In the early 2000s, Di Risio, then forty-five, wanted a change. At the time, LVMH was looking for someone to fix Fendi, its problem child. In November 2001, LVMH bought out Prada’s stake and took control of the Roman house. Fendi was a wreck, bleeding money and heavily in debt. The house, whose extraordinary sale price had marked the peak of fashion’s aquisition frenzy, had turned out to be a one-trick pony. Sales of the Baguette bag had gone stone-cold. Deliveries were chronically late, and exasperated retailers were canceling orders. The quarrelsome Fendi clan, who still owned 49 percent of the company, had established a series of fiefdoms and ignored LVMH’s efforts to clean up a tangle of cheap licenses, unprofitable lines, and sky-high costs. Bernard Arnault thought the situation required an Italian executive schooled in the ways of family-run companies. In January 2002, Di Risio became Fendi’s chief executive officer.

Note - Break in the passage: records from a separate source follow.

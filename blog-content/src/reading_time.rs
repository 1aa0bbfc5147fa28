use crate::models::{ContentSection, PostDetail};

/// Скорость чтения, слов в минуту.
pub const WORDS_PER_MINUTE: usize = 200;

/// Количество слов в строке: число фрагментов между одиночными пробелами.
///
/// Строка не нормализуется, поэтому `""` даёт 1, а `"a  b"` даёт 3.
pub fn word_count(text: &str) -> usize {
    text.split(' ').count()
}

/// Суммарное количество слов в заголовках и текстовых блоках разделов.
///
/// Блоки без текста (изображения, embed) слов не добавляют.
pub fn total_words(content: &[ContentSection]) -> usize {
    content
        .iter()
        .map(|section| {
            let body_words: usize = section
                .body
                .iter()
                .filter_map(|block| block.text.as_deref())
                .map(word_count)
                .sum();
            word_count(&section.heading) + body_words
        })
        .sum()
}

/// Оценка времени чтения в целых минутах, с округлением вверх.
///
/// Пустой список разделов даёт 0.
pub fn reading_time_minutes(content: &[ContentSection]) -> usize {
    total_words(content).div_ceil(WORDS_PER_MINUTE)
}

impl PostDetail {
    /// Оценка времени чтения поста в минутах.
    pub fn reading_time(&self) -> usize {
        reading_time_minutes(&self.content)
    }
}
use anyhow::{Context, Result, anyhow};

#[derive(Debug, Clone)]
pub struct Settings {
    pub content_api_endpoint: String,
    pub content_access_token: Option<String>,
    pub content_timeout_secs: u64,
    pub http_addr: String,
    pub site_name: String,
    pub revalidate_secs: u64,
    pub listing_page_size: u32,
    pub cors_origins: Vec<String>,
    pub log_level: String,
    pub http_request_body_limit_bytes: usize,
    pub http_concurrency_limit: usize,
    pub detail_cache_capacity: usize,
}

impl Settings {
    pub fn from_env() -> Result<Self> {
        Self::from_source(|key| std::env::var(key).ok())
    }

    pub(crate) fn from_source(get: impl Fn(&str) -> Option<String>) -> Result<Self> {
        let content_api_endpoint =
            get_required(&get, "CONTENT_API_ENDPOINT").context("CONTENT_API_ENDPOINT is required")?;
        if !content_api_endpoint.starts_with("http://")
            && !content_api_endpoint.starts_with("https://")
        {
            return Err(anyhow!("CONTENT_API_ENDPOINT must be an http(s) URL"));
        }

        let content_access_token = get("CONTENT_ACCESS_TOKEN")
            .map(|token| token.trim().to_string())
            .filter(|token| !token.is_empty());
        let content_timeout_secs = parse_u64(&get, "CONTENT_TIMEOUT_SECS", 15)?;

        let http_addr = get("HTTP_ADDR").unwrap_or_else(|| "0.0.0.0:3000".to_string());
        let site_name = get("SITE_NAME").unwrap_or_else(|| "Charter III".to_string());
        let revalidate_secs = parse_u64(&get, "REVALIDATE_SECS", 1800)?;
        let listing_page_size = u32::try_from(parse_usize(&get, "LISTING_PAGE_SIZE", 1)?)
            .context("LISTING_PAGE_SIZE is too large")?;
        let cors_origins = parse_cors_origins(
            get("CORS_ORIGINS").unwrap_or_else(|| "http://localhost:3000".to_string()),
        );
        let log_level = get("LOG_LEVEL")
            .or_else(|| get("RUST_LOG"))
            .unwrap_or_else(|| "info".to_string());
        let http_request_body_limit_bytes =
            parse_usize(&get, "HTTP_REQUEST_BODY_LIMIT_BYTES", 64 * 1024)?;
        let http_concurrency_limit = parse_usize(&get, "HTTP_CONCURRENCY_LIMIT", 256)?;
        let detail_cache_capacity = parse_usize(&get, "DETAIL_CACHE_CAPACITY", 10_000)?;

        Ok(Self {
            content_api_endpoint,
            content_access_token,
            content_timeout_secs,
            http_addr,
            site_name,
            revalidate_secs,
            listing_page_size,
            cors_origins,
            log_level,
            http_request_body_limit_bytes,
            http_concurrency_limit,
            detail_cache_capacity,
        })
    }
}

fn get_required(get: &impl Fn(&str) -> Option<String>, key: &str) -> Result<String> {
    let value = get(key).ok_or_else(|| anyhow!("{key} is not set"))?;
    let value = value.trim().to_string();
    if value.is_empty() {
        return Err(anyhow!("{key} must not be empty"));
    }
    Ok(value)
}

fn parse_cors_origins(raw: String) -> Vec<String> {
    raw.split(',')
        .map(str::trim)
        .filter(|entry| !entry.is_empty())
        .map(str::to_string)
        .collect()
}

fn parse_usize(get: &impl Fn(&str) -> Option<String>, key: &str, default: usize) -> Result<usize> {
    let value = get(key)
        .unwrap_or_else(|| default.to_string())
        .parse::<usize>()
        .with_context(|| format!("Failed to parse {key}, expecting positive integer"))?;

    if value == 0 {
        return Err(anyhow!("{key} must be > 0"));
    }
    Ok(value)
}

fn parse_u64(get: &impl Fn(&str) -> Option<String>, key: &str, default: u64) -> Result<u64> {
    let value = get(key)
        .unwrap_or_else(|| default.to_string())
        .parse::<u64>()
        .with_context(|| format!("Failed to parse {key}, expecting positive integer"))?;

    if value == 0 {
        return Err(anyhow!("{key} must be > 0"));
    }
    Ok(value)
}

Over the course of a year, Di Risio managed to ease out most of the family members, persuading them to sell their stakes to LVMH. (The French giant would spend more than $1 billion in all to acquire the small house.) He cut costs and replaced the Fendi family with professional managers, but the company continued to bleed money. At the same time, Di Risio clashed with Karl Lagerfeld, who
had designed Fendi’s fur and clothing collections for three decades; the two butted heads over cost cutting and the fact that Fendi was a sideline to the star designer’s main act at Chanel. Lagerfeld threatened to quit.1 Wary of alienating Lagerfeld and impatient with the house’s red ink, in May 2003 Arnault gave responsibility for Fendi’s strategy to a star LVMH executive who had brought Christian Dior back to profitability. That fall, Di Risio resigned.

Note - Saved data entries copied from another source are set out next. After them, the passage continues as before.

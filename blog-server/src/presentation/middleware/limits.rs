use axum::Router;
use tower::limit::ConcurrencyLimitLayer;
use tower_http::limit::RequestBodyLimitLayer;

use crate::infrastructure::settings::Settings;

/// Ограничения на размер тела запроса и число одновременных запросов.
pub(crate) fn apply_limits(router: Router, settings: &Settings) -> Router {
    router
        .layer(RequestBodyLimitLayer::new(
            settings.http_request_body_limit_bytes,
        ))
        .layer(ConcurrencyLimitLayer::new(settings.http_concurrency_limit))
}
//! Проекция документов content API в модели представления.
//!
//! Из документа берутся только нужные поля. Отсутствие обязательного поля
//! не подменяется значением по умолчанию, а возвращается как
//! [`ContentError::MissingField`].

use chrono::{DateTime, Utc};

use crate::error::{ContentError, ContentResult};
use crate::models::{
    Banner, ContentSection, PostDetail, PostPage, PostSummary, RawContentSection, RawDocument,
    RawPage, RawPostData,
};

impl TryFrom<&RawDocument> for PostSummary {
    type Error = ContentError;

    fn try_from(doc: &RawDocument) -> ContentResult<Self> {
        let (title, subtitle, author) = common_fields(&doc.data)?;
        Ok(Self {
            uid: required(&doc.uid, "uid")?,
            first_publication_date: parse_publication_date(doc.first_publication_date.as_deref())?,
            title,
            subtitle,
            author,
        })
    }
}

impl TryFrom<&RawDocument> for PostDetail {
    type Error = ContentError;

    fn try_from(doc: &RawDocument) -> ContentResult<Self> {
        let (title, subtitle, author) = common_fields(&doc.data)?;

        let banner_url = doc
            .data
            .banner
            .as_ref()
            .and_then(|banner| banner.url.clone())
            .ok_or(ContentError::MissingField("data.banner.url"))?;

        let content = doc
            .data
            .content
            .as_ref()
            .ok_or(ContentError::MissingField("data.content"))?
            .iter()
            .map(ContentSection::try_from)
            .collect::<ContentResult<Vec<_>>>()?;

        Ok(Self {
            uid: required(&doc.uid, "uid")?,
            first_publication_date: parse_publication_date(doc.first_publication_date.as_deref())?,
            title,
            subtitle,
            author,
            banner: Banner { url: banner_url },
            content,
        })
    }
}

impl TryFrom<&RawContentSection> for ContentSection {
    type Error = ContentError;

    fn try_from(section: &RawContentSection) -> ContentResult<Self> {
        Ok(Self {
            heading: required(&section.heading, "data.content.heading")?,
            body: section
                .body
                .clone()
                .ok_or(ContentError::MissingField("data.content.body"))?,
        })
    }
}

impl TryFrom<&RawPage> for PostPage {
    type Error = ContentError;

    fn try_from(page: &RawPage) -> ContentResult<Self> {
        let results = page
            .results
            .iter()
            .map(PostSummary::try_from)
            .collect::<ContentResult<Vec<_>>>()?;

        Ok(Self {
            results,
            next_page: page.next_page.clone(),
        })
    }
}

/// Разбирает дату публикации.
///
/// Принимает RFC 3339 (`2021-03-25T19:25:28Z`, `...+00:00`) и формат
/// content API со смещением без двоеточия (`2021-03-25T19:25:28+0000`).
pub fn parse_publication_date(raw: Option<&str>) -> ContentResult<Option<DateTime<Utc>>> {
    let Some(raw) = raw else {
        return Ok(None);
    };

    let parsed = DateTime::parse_from_rfc3339(raw)
        .or_else(|_| DateTime::parse_from_str(raw, "%Y-%m-%dT%H:%M:%S%z"))
        .map_err(|source| ContentError::InvalidDate {
            value: raw.to_string(),
            source,
        })?;

    Ok(Some(parsed.with_timezone(&Utc)))
}

fn common_fields(data: &RawPostData) -> ContentResult<(String, String, String)> {
    Ok((
        required(&data.title, "data.title")?,
        required(&data.subtitle, "data.subtitle")?,
        required(&data.author, "data.author")?,
    ))
}

fn required(value: &Option<String>, field: &'static str) -> ContentResult<String> {
    value.clone().ok_or(ContentError::MissingField(field))
}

When Versace came calling the following summer, Di Risio, happily unemployed, was reluctant to take on the leadership of another troubled house. He had worked closely with the company on Versus and the jeans line for nearly two decades and knew the family’s vagaries all too well. Moreover, after the collapse of the talks with De Sole and Ford, Versace’s creditors had arrived in force. While Donatella was in Arizona, Santo negotiated a deal to pay off the bond, but the banks exacted a heavy price, effectively taking control of the company. They extended 120 million euros in new loans to pay off the bond, but demanded Versace’s prize assets as collateral, including the Via Gesù palazzo and the townhouse in Manhattan. A new seven-person board would include four outside directors answerable to the banks. Santo had to step aside, clearing the way for new management. Donatella could stay, but a new chief executive would have full control of budgets and would carefully monitor her atelier. The new CEO had until Christmas to prove that Versace could survive. If not, the banks would sell everything.